Leiden University's astronomy expert Andrea Botteon, together with her team, has observed one of the most powerful collisions from a galaxy cluster known as the Abell 1775. This galaxy cluster, located almost 700 million lightyears away from our planet, was examined through NASA's Chandra X-ray Observatory, reports PhysOrg.
Galaxy clusters with various sizes display a much more active collision. The smaller cluster will exert effort to penetrate through the larger cluster with a greater gravitational pull brought by its superior mass. In this process, the smaller cluster is being stripped off of its hot gasses because of the massive friction. The friction leaves behind a trail of clusters, also called wakes to tails. As the collision takes place, the tail of the smaller cluster will seemingly give up and resist less with the mass of the larger cluster. When this happens, the tail overshoots to the center of the cluster and then curves away, causing a slingshot effect.
The slingshot from the Abell 1775 collision was captured by Chandra. The data from the observatory includes measurement of temperatures and X-ray of the tail.
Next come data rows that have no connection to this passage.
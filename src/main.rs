use clap::Parser;
use tokio::sync::mpsc;

use yt_grab::cli::Cli;
use yt_grab::downloader::{
    DownloaderConfig, JobEvent, JobRunner, Orchestrator, Severity, ToolManager,
};
use yt_grab::logging;

#[tokio::main]
async fn main() -> anyhow::Result<()> {
    let cli = Cli::parse();
    logging::init_tracing(cli.verbose);

    if cli.check_tools {
        print_tools();
        return Ok(());
    }

    let config = cli.apply_to(DownloaderConfig::from_env());
    let job = cli.job()?;
    let orchestrator = match Orchestrator::from_config(&config) {
        Ok(orchestrator) => orchestrator,
        Err(e) => anyhow::bail!("Failed to initialize downloader: {}", e),
    };

    println!("Saving to {}", job.output_dir().display());

    let runner = JobRunner::new(orchestrator);
    let (tx, mut rx) = mpsc::unbounded_channel::<JobEvent>();
    let handle = runner.submit(job, tx)?;

    // closes once the job task drops its sender
    while let Some(event) = rx.recv().await {
        match event.severity {
            Severity::Info => println!("{}", event),
            Severity::Error => eprintln!("{}", event),
        }
    }

    let report = handle.wait().await?;
    println!(
        "Finished: {} downloaded, {} failed",
        report.succeeded(),
        report.failed()
    );

    if !report.is_success() {
        std::process::exit(1);
    }
    Ok(())
}

fn print_tools() {
    for tool in ToolManager::new().get_all_tools() {
        let path = tool
            .path
            .as_ref()
            .map(|p| p.display().to_string())
            .unwrap_or_else(|| "-".to_string());
        if tool.is_available {
            println!(
                "[OK] {} {} ({})",
                tool.name,
                tool.version.as_deref().unwrap_or(""),
                path
            );
        } else {
            println!("[MISSING] {} ({})", tool.name, path);
        }
    }
}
Previous separate studies imply that there was no ongoing collision activity in Abell 1775 galaxy cluster, but the recent study confirmed that there is indeed a collision at hand.
With that said, further studies will be conducted to predict Abell 1775's future activities. Two potential scenarios are expected to occur from the recent galaxy collision: either it will be the Leiden University's slingshot event or Shanghai Jao Tong University's sloshing theory.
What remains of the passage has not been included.